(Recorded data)
——————

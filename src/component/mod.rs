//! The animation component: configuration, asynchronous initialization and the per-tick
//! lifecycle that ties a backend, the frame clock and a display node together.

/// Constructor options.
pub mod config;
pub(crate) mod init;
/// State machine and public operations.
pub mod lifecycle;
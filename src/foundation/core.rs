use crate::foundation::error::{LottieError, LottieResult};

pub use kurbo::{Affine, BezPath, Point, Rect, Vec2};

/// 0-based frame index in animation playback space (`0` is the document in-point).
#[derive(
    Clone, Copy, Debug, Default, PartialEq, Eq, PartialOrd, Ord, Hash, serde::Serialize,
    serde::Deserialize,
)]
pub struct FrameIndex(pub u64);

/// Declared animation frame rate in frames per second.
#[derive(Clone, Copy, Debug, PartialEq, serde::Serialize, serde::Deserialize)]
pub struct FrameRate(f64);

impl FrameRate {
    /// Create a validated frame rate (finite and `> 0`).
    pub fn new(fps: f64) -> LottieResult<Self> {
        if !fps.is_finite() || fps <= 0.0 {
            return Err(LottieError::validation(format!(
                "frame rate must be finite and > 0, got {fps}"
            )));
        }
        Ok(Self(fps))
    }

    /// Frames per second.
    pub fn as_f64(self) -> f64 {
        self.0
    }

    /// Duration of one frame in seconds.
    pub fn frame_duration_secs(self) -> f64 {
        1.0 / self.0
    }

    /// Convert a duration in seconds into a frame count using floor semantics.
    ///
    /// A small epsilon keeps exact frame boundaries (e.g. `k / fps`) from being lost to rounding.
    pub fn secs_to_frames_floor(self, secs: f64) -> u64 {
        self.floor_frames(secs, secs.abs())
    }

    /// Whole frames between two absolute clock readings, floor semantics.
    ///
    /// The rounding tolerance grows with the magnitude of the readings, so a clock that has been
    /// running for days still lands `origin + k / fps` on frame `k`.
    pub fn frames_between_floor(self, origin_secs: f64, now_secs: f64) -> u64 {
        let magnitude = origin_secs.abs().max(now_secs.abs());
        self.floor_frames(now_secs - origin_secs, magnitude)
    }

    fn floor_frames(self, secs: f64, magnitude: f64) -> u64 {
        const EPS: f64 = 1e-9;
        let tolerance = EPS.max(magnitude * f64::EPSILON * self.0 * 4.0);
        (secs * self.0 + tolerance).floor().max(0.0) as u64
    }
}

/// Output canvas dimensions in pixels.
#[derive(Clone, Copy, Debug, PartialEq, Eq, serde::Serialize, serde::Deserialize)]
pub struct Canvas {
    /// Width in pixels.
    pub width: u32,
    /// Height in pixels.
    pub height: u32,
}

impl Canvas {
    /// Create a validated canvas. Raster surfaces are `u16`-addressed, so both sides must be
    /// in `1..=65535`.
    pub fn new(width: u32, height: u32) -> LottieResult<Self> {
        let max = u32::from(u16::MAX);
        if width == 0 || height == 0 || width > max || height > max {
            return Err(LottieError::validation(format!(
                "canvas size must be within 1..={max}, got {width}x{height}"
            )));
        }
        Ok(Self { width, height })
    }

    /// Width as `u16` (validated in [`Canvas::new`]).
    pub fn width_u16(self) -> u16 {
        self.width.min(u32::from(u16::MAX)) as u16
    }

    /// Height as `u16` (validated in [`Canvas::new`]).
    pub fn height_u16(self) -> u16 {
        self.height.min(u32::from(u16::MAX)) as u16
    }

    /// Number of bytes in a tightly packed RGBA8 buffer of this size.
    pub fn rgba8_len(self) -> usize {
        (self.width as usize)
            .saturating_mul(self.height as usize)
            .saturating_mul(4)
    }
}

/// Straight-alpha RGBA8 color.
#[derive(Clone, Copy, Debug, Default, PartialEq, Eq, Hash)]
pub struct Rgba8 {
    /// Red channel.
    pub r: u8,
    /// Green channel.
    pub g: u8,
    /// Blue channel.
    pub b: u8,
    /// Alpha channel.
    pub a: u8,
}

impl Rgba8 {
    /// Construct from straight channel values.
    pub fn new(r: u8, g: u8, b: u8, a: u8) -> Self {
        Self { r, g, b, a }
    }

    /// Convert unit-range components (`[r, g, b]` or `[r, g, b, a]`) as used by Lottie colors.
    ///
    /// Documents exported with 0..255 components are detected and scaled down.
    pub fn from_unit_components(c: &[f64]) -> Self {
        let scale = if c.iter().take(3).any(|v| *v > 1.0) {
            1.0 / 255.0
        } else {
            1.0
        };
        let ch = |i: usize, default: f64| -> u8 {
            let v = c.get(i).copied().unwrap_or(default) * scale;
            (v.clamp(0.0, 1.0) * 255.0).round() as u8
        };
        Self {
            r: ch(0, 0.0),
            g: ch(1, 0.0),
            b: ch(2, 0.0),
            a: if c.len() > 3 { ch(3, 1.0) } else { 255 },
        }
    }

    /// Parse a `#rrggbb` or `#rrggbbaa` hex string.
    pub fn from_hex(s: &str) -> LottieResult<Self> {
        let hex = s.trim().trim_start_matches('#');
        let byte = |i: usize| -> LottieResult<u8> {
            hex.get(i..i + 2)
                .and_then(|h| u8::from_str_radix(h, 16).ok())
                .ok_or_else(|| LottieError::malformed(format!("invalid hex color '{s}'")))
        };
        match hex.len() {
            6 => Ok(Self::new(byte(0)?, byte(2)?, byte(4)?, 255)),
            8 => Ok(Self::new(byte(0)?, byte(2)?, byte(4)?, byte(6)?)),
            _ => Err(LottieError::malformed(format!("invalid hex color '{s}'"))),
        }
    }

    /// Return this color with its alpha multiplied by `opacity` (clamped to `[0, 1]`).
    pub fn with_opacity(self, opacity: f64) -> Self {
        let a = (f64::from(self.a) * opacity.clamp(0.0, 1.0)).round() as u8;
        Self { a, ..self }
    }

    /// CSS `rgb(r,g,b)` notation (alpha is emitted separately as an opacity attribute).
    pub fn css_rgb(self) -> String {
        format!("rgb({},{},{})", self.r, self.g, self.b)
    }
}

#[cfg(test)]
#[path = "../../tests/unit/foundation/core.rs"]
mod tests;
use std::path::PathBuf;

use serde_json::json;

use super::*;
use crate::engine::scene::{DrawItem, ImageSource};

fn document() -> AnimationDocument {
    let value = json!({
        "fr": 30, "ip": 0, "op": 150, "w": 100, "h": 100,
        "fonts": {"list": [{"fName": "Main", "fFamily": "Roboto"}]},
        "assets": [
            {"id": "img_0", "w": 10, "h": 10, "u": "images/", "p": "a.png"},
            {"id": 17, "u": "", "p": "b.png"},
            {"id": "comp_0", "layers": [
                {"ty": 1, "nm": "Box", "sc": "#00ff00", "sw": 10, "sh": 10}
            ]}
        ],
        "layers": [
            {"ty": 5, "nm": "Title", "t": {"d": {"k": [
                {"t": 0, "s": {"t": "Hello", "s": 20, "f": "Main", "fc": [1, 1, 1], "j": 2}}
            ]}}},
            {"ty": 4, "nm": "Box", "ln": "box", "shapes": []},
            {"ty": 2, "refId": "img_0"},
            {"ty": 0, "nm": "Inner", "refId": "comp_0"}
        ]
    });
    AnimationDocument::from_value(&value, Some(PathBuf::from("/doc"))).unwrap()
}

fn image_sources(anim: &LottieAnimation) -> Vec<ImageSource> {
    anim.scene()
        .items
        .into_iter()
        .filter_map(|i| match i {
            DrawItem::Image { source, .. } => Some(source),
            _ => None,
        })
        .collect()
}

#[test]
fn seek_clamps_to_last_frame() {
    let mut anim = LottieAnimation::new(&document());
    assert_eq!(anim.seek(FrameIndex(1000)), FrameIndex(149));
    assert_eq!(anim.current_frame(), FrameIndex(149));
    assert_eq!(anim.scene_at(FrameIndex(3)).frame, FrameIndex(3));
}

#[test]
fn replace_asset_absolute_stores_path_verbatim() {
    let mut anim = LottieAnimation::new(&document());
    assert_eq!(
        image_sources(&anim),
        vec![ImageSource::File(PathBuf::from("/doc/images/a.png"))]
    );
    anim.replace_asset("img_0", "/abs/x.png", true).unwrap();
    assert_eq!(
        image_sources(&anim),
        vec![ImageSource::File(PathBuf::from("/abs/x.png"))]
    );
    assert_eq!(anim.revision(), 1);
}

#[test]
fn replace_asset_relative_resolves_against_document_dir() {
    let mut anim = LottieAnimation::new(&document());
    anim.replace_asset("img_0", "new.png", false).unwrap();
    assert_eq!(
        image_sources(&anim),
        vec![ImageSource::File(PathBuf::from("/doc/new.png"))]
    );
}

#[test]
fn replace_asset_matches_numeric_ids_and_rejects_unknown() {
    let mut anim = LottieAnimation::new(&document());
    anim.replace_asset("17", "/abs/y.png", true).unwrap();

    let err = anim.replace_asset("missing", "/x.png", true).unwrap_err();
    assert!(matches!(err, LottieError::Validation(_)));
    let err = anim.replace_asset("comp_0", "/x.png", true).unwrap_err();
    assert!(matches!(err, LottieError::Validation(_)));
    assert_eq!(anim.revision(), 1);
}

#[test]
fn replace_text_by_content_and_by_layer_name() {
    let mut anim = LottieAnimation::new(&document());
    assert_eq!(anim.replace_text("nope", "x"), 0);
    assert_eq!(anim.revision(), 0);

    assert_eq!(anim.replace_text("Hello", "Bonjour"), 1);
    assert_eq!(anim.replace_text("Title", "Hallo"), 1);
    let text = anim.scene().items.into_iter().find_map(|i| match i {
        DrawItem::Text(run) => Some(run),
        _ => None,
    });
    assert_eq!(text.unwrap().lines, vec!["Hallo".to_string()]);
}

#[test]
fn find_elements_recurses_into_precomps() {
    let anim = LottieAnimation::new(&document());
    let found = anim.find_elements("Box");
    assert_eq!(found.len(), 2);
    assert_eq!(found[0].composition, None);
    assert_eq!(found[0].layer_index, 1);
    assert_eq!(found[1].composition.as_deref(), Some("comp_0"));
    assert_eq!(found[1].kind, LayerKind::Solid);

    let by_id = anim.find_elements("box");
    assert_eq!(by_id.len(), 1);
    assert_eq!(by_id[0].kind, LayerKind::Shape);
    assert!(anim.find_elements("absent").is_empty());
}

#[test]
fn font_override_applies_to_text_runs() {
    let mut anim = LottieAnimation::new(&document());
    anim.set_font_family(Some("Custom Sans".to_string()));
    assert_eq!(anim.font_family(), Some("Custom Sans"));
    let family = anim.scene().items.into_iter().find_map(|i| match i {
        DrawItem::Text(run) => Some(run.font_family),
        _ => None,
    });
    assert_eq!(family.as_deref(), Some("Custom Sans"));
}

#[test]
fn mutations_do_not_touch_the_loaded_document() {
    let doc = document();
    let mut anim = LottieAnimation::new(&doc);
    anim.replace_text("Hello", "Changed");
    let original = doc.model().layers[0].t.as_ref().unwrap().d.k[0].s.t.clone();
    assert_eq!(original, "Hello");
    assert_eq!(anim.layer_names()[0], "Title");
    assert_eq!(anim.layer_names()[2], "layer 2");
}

——————

### Problem description
Set the lines down exactly, from the first line of the records to the line where "in frames per second." appears, with both ends kept.

### Response for this exercise
filename src/component/mod.rs
//! The animation component: configuration, asynchronous initialization and the per-tick
//! lifecycle that ties a backend, the frame clock and a display node together.

/// Constructor options.
pub mod config;
pub(crate) mod init;
/// State machine and public operations.
pub mod lifecycle;
filename src/foundation/core.rs
use crate::foundation::error::{LottieError, LottieResult};

pub use kurbo::{Affine, BezPath, Point, Rect, Vec2};

/// 0-based frame index in animation playback space (`0` is the document in-point).
#[derive(
    Clone, Copy, Debug, Default, PartialEq, Eq, PartialOrd, Ord, Hash, serde::Serialize,
    serde::Deserialize,
)]
pub struct FrameIndex(pub u64);

/// Declared animation frame rate in frames per second.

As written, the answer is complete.